CHP Sözcüsü Faik Öztrak, yerel seçimlerde Ankara Büyükşehir Belediye Başkanı Mansur Yavaşın yerine CHP eski Ankara Milletvekili Levent Gök’ün aday olacağına ilişkin, “Asparagastır ciddiye almıyoruz” dedi.
"Esas çekip gitmesi gereken Erdoğan’dır"
“Cumhurbaşkanı Erdoğan Macaristan dönüşü uçakta konuştu. CHP’li belediyeleri ‘çöp, çukur ve çamur’ diyerek eleştirdi. ‘İstanbul ve Ankara bunların eline bırakılamaz’ dedi. CHP’deki değişim tartışmalarına ilişkili olarak da ‘Kılıçdaroğlu dersen benimle kaç yarışa girdi? 13’te 13 yaptı. Şimdi 14’te olsa, 15’te olsa bu arkadaştan bir şey olmaz en hayırlısı kendisi çekilip gitmesi lazım’ dedi. Erdoğan’ın bu açıklamalarına ilişkin değerlendirmeniz olacak mı?” sorusunu şöyle yanıtladı:
“Anlaşılan Avrupa’nın iki otoriter yöneticisi Orban ve Erdoğan karşılıklı birbirini iyi ağırlamışlar. Erdoğan, Orban’ın güzellemelerine kendini kaptırıp ülkeyi ne hale getirdiğini unutmuş. Gerçeklerden de iyice kopmuş. Bizim Erdoğan’a tavsiyemiz önce bir belediyelerimizi ziyaret etmesi. Belediyelerimizin yaptıklarıyla ilgili, bir brifing almasıdır. Dedikodu üzerine konuşmasın. Devlet adamı dedikodu yapmaz. Anlaşılan Erdoğan büyükşehir belediyesi ile ilçe belediyeleri arasındaki görev dağılımı da unutmuş. Bizim kendisine tavsiyemiz büyükşehir belediyelerimizle uğraşmak yerine önce kendi Sarayı’nın çerini, çöpünü bir temizleyi versin. Genel Başkanımız Kılıçdaroğlu Erdoğan’a defalarca çağrı yaptı. Televizyon’da hemde TRT ekranlarında defalarca ‘karşıma çıksın’ dedi. Cesareti varsa programa çıksın. Birde bunları Genel Başkanımızın yüzüne söylesin cevabını alsın.
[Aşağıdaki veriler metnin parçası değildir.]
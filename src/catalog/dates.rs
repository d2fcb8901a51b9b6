use chrono::{Datelike, NaiveDate};

/// Date part of a search: nothing, one day, or a whole month.
#[derive(Debug, Clone, Copy, PartialEq, Eq, Default)]
pub enum DateFilter {
    #[default]
    Any,
    Exact(NaiveDate),
    Month { year: i32, month: u32 },
}

impl DateFilter {
    /// Parse what the user typed: empty, `YYYY-MM-DD` or `YYYY-MM`.
    pub fn parse(input: &str) -> Result<Self, String> {
        let input = input.trim();
        if input.is_empty() {
            return Ok(Self::Any);
        }
        if let Ok(d) = NaiveDate::parse_from_str(input, "%Y-%m-%d") {
            return Ok(Self::Exact(d));
        }
        if let Ok(d) = NaiveDate::parse_from_str(&format!("{input}-01"), "%Y-%m-%d") {
            return Ok(Self::Month {
                year: d.year(),
                month: d.month(),
            });
        }
        Err(format!("`{input}` is not YYYY-MM-DD or YYYY-MM"))
    }

    /// Whether a catalog date string falls inside this filter. Unparseable
    /// catalog dates only match `Any`.
    pub fn matches(&self, catalog_date: &str) -> bool {
        match self {
            Self::Any => true,
            Self::Exact(want) => parse_catalog_date(catalog_date) == Some(*want),
            Self::Month { year, month } => parse_catalog_date(catalog_date)
                .is_some_and(|d| d.year() == *year && d.month() == *month),
        }
    }
}

/// Understands `Sep 9, 2025`, `September 9, 2025` and ISO `2025-09-09`.
pub fn parse_catalog_date(s: &str) -> Option<NaiveDate> {
    let s = s.trim();
    ["%Y-%m-%d", "%b %d, %Y", "%b %e, %Y", "%B %d, %Y"]
        .iter()
        .find_map(|fmt| NaiveDate::parse_from_str(s, fmt).ok())
}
Bir önceki seçimde, İstanbul, Ankara, Adana, Mersin ve Antalya büyükşehir belediyesi yenilgelerini nereye koyduğunu, bu yenilgelerden sonra neden istifa etmediğini açıklasın. Son yapılan milletvekili seçimlerinde partisinin oy oranındaki dramatik düşüşleri çıksın millete anlatsın. Geçtiğimiz seçimler hakkında konuşacak son kişi Erdoğan’dır. Çünkü gösterdiği sahte videolarla söylediği yalanlarla seçimin ahlaki meşruiyetini yitirmiştir. Esas çekip gitmesi gereken Erdoğan’dır."